My European colleagues recently shared with me an article by the UN Food and Agriculture Organization (FAO) on edible insects, which made me pause and think. I did not know that around 1,000 species of insects are eaten worldwide. And it turns out they’re an excellent source of protein, fats, and micronutrients.

In addition, a recent study by Wageningen University in the Netherlands, examined the greenhouse gas (GHG) and NH3 emissions of five insect species—mealworms, house crickets, locusts, sun beetles, and the Argentinean cockroach—to assess whether they could serve as a more environmentally friendly alternative for the production of animal protein. From the perspective of GHG and NH3 emissions, they could. Given increasing constraints on land, fertilizers, and energy, alternative protein sources sure make sense from both economic and environmental perspectives.

Consider this:

  • In Mexico, chapulines (young grasshoppers) are collected from maize and alfalfa fields. This not only provides communities with a cheap source of protein and supplemental incomes, but it also serves as a form of pest control, helping to prevent crop damage.
  • Researchers are studying the potential of insect protein in livestock feed as an alternative to grain, which is increasingly under pressure. 
  • Insects provide essential ecosystem services such as pollination, dung removal, and pest control.

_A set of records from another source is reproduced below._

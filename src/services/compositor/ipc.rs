use crate::debug_if_enabled;
use crate::error::{Result, ShellError};
use crate::events::{CompositorEvent, ShellRequest};
use crate::shell_error;
use std::os::fd::AsRawFd;
use std::path::PathBuf;
use tokio::io::{AsyncBufReadExt, AsyncWriteExt, BufReader, Split};
use tokio::net::unix::{OwnedReadHalf, OwnedWriteHalf};
use tokio::net::UnixStream;
use tracing::{info, warn};

use super::r#trait::CompositorTransport;

/// Запросы и события по сокету композитора: один JSON объект на строку.
/// Строка, которую не удалось разобрать, пропускается с предупреждением.
pub struct IpcTransport {
    socket_path: PathBuf,
    reader: Split<BufReader<OwnedReadHalf>>,
    writer: OwnedWriteHalf,
}

impl IpcTransport {
    pub async fn connect(socket_path: PathBuf) -> Result<Self> {
        let stream = UnixStream::connect(&socket_path).await.map_err(|e| {
            shell_error!(display_unavailable, "не удалось подключиться к {:?}: {}", socket_path, e)
        })?;

        info!("Сокет композитора: {:?} (fd {})", socket_path, stream.as_raw_fd());

        let (read_half, write_half) = stream.into_split();
        Ok(Self {
            socket_path,
            reader: BufReader::new(read_half).split(b'\n'),
            writer: write_half,
        })
    }
}

#[async_trait::async_trait]
impl CompositorTransport for IpcTransport {
    fn describe(&self) -> String {
        format!("ipc:{}", self.socket_path.display())
    }

    async fn send(&mut self, request: ShellRequest) -> Result<()> {
        debug_if_enabled!("-> {:?}", request);
        let mut line = serde_json::to_string(&request)?;
        line.push('\n');
        self.writer.write_all(line.as_bytes()).await?;
        Ok(())
    }

    async fn next_event(&mut self) -> Result<CompositorEvent> {
        loop {
            let line = match self.reader.next_segment().await? {
                Some(line) => line,
                None => return Err(ShellError::Disconnected),
            };
            if line.iter().all(u8::is_ascii_whitespace) {
                continue;
            }

            match serde_json::from_slice::<CompositorEvent>(&line) {
                Ok(event) => {
                    debug_if_enabled!("<- {:?}", event);
                    return Ok(event);
                }
                Err(e) => {
                    warn!(
                        "Пропущено нераспознанное событие композитора ({}): {}",
                        e,
                        String::from_utf8_lossy(&line)
                    );
                }
            }
        }
    }
}
pub mod compositor;
pub mod keyboard;
pub mod window;

pub use compositor::{CompositorEvent, GlobalInterface, ObjectHandle, Output, ShellRequest};
pub use keyboard::{KeyBinding, KeyCode, Modifiers};
pub use window::{SurfaceId, Window, Workspace};

/// Уведомления оболочки для подписчиков (панели, переключатель рабочих столов)
#[derive(Debug, Clone, PartialEq, Eq)]
pub enum ShellEvent {
    WindowsChanged,
    WorkspaceAdded(usize),
    WorkspaceRemoved(usize),
    WorkspacesChanged,
    KeyBindingTriggered(u32),
}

Sustainable harvesting of wild insect populations could help build the case for forest preservation, thus playing a valuable role in conserving biodiversity and the associated ecosystem services.
  • The FAO is taking a closer look at experimental insect breeding to see whether it can be both ecologically and economically sustainable. Perhaps edible insects will be the next wave of farmed species.

Next step for me—if I can get over my Western-biased squeamishness—may just have to be a trip to the Mexican restaurant Oyamel in Washington, D.C., where I’ve read the chapulines are quite tasty.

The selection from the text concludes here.